-------- Supplied data --------
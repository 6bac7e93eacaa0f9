//! 数学库模块
//!
//! 提供模拟核心常用的数学类型和函数。
//! 基于 `nalgebra` 但提供了更贴近 2D 街机游戏的 API。
//!
//! # 模块组织
//!
//! - **基础类型**：Vector2, Coord（四轴坐标/动量）, Rect（轴对齐包围盒）
//! - **常量**：DEG_TO_RAD 等
//! - **工具函数**：clamp, apply_friction, facing

use serde::{Deserialize, Serialize};

pub use nalgebra::Vector2 as Vec2;

/// 二维向量
pub type Vector2 = Vec2<f32>;

/// 四轴坐标 (x, y, z, r)
///
/// 同一类型也用来表示动量 (xs, ys, zs, rs)。z 是深度/高度的代理量，
/// 不直接参与绘制；r 为角度制旋转。
#[derive(Debug, Clone, Copy, Default, PartialEq, Serialize, Deserialize)]
pub struct Coord {
    pub x: f32,
    pub y: f32,
    pub z: f32,
    pub r: f32,
}

impl Coord {
    /// 原点
    pub const ZERO: Coord = Coord { x: 0.0, y: 0.0, z: 0.0, r: 0.0 };

    pub fn new(x: f32, y: f32, z: f32, r: f32) -> Self {
        Self { x, y, z, r }
    }

    /// 从 `[x, y, z, r]` 数组创建
    pub fn from_array(v: [f32; 4]) -> Self {
        Self::new(v[0], v[1], v[2], v[3])
    }

    /// 平移 (x, y, z)，旋转保持不变
    pub fn offset(&self, dx: f32, dy: f32, dz: f32) -> Self {
        Self::new(self.x + dx, self.y + dy, self.z + dz, self.r)
    }
}

impl From<[f32; 4]> for Coord {
    fn from(v: [f32; 4]) -> Self {
        Self::from_array(v)
    }
}

/// 轴对齐包围盒（屏幕坐标，原点在左上角）
///
/// 与 pygame 的 Rect 一致，碰撞采用半开区间：刚好贴边不算相交。
#[derive(Debug, Clone, Copy, Default, PartialEq)]
pub struct Rect {
    pub x: f32,
    pub y: f32,
    pub width: f32,
    pub height: f32,
}

impl Rect {
    pub fn new(x: f32, y: f32, width: f32, height: f32) -> Self {
        Self { x, y, width, height }
    }

    pub fn right(&self) -> f32 {
        self.x + self.width
    }

    pub fn bottom(&self) -> f32 {
        self.y + self.height
    }

    /// 移动左上角到指定位置，尺寸不变
    pub fn move_to(&mut self, x: f32, y: f32) {
        self.x = x;
        self.y = y;
    }

    /// 两个包围盒是否相交
    ///
    /// 零面积的包围盒不与任何包围盒相交。
    pub fn intersects(&self, other: &Rect) -> bool {
        if self.width <= 0.0 || self.height <= 0.0 || other.width <= 0.0 || other.height <= 0.0 {
            return false;
        }
        self.x < other.right()
            && other.x < self.right()
            && self.y < other.bottom()
            && other.y < self.bottom()
    }

    /// 同时覆盖两个包围盒的最小包围盒
    pub fn union(&self, other: &Rect) -> Rect {
        let x = self.x.min(other.x);
        let y = self.y.min(other.y);
        Rect::new(
            x,
            y,
            self.right().max(other.right()) - x,
            self.bottom().max(other.bottom()) - y,
        )
    }
}

/// 数学常量
pub mod constants {
    /// π
    pub const PI: f32 = std::f32::consts::PI;

    /// 角度转弧度的系数
    pub const DEG_TO_RAD: f32 = PI / 180.0;

    /// 浮点数比较的 epsilon
    pub const EPSILON: f32 = 1e-6;
}

/// 数学工具函数
pub mod utils {
    use super::*;

    /// 限制值在范围内
    pub fn clamp<T: PartialOrd>(value: T, min: T, max: T) -> T {
        if value < min {
            min
        } else if value > max {
            max
        } else {
            value
        }
    }

    /// 摩擦衰减：向零靠拢 `coef`，不越过零
    pub fn apply_friction(velocity: f32, coef: f32) -> f32 {
        if velocity > 0.0 {
            (velocity - coef).max(0.0)
        } else if velocity < 0.0 {
            (velocity + coef).min(0.0)
        } else {
            0.0
        }
    }

    /// 朝向向量
    ///
    /// 角度 `degrees` 对应的屏幕空间朝前方向。屏幕 y 轴向下，
    /// 所以 0° 指向 (0, -1)。
    pub fn facing(degrees: f32) -> Vector2 {
        let rad = degrees * constants::DEG_TO_RAD;
        Vector2::new(-rad.sin(), -rad.cos())
    }

    /// 浮点数近似相等
    pub fn approx_eq(a: f32, b: f32) -> bool {
        (a - b).abs() < constants::EPSILON
    }
}

#[cfg(test)]
mod tests {
    use super::utils::*;
    use super::*;

    #[test]
    fn test_clamp() {
        assert_eq!(clamp(5.0, 0.0, 1.0), 1.0);
        assert_eq!(clamp(-5.0, 0.0, 1.0), 0.0);
        assert_eq!(clamp(0.5, 0.0, 1.0), 0.5);
    }

    #[test]
    fn test_friction_never_crosses_zero() {
        assert_eq!(apply_friction(0.3, 0.5), 0.0);
        assert_eq!(apply_friction(-0.3, 0.5), 0.0);
        assert!(approx_eq(apply_friction(2.0, 0.5), 1.5));
        assert!(approx_eq(apply_friction(-2.0, 0.5), -1.5));
        assert_eq!(apply_friction(0.0, 0.5), 0.0);
    }

    #[test]
    fn test_facing_screen_space() {
        let up = facing(0.0);
        assert!(approx_eq(up.x, 0.0));
        assert!(approx_eq(up.y, -1.0));

        let left = facing(90.0);
        assert!(approx_eq(left.x, -1.0));
        assert!(left.y.abs() < 1e-5);
    }

    #[test]
    fn test_rect_intersection() {
        let a = Rect::new(0.0, 0.0, 10.0, 10.0);
        let b = Rect::new(5.0, 5.0, 10.0, 10.0);
        let c = Rect::new(10.0, 0.0, 10.0, 10.0);

        assert!(a.intersects(&b));
        assert!(b.intersects(&a));
        // 贴边不算相交
        assert!(!a.intersects(&c));
        assert!(!a.intersects(&Rect::new(2.0, 2.0, 0.0, 0.0)));
    }

    #[test]
    fn test_rect_union() {
        let a = Rect::new(0.0, 0.0, 10.0, 10.0);
        let b = Rect::new(20.0, 5.0, 10.0, 10.0);
        assert_eq!(a.union(&b), Rect::new(0.0, 0.0, 30.0, 15.0));
    }

    #[test]
    fn test_coord_offset_keeps_rotation() {
        let c = Coord::new(1.0, 2.0, 3.0, 45.0).offset(50.0, 50.0, 0.0);
        assert_eq!(c, Coord::new(51.0, 52.0, 3.0, 45.0));
    }
}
--------
### Task instructions
Return, from the data above, each line in which the string "Deserialize" appears.

### Solution below
use serde::{Deserialize, Serialize};
#[derive(Debug, Clone, Copy, Default, PartialEq, Serialize, Deserialize)]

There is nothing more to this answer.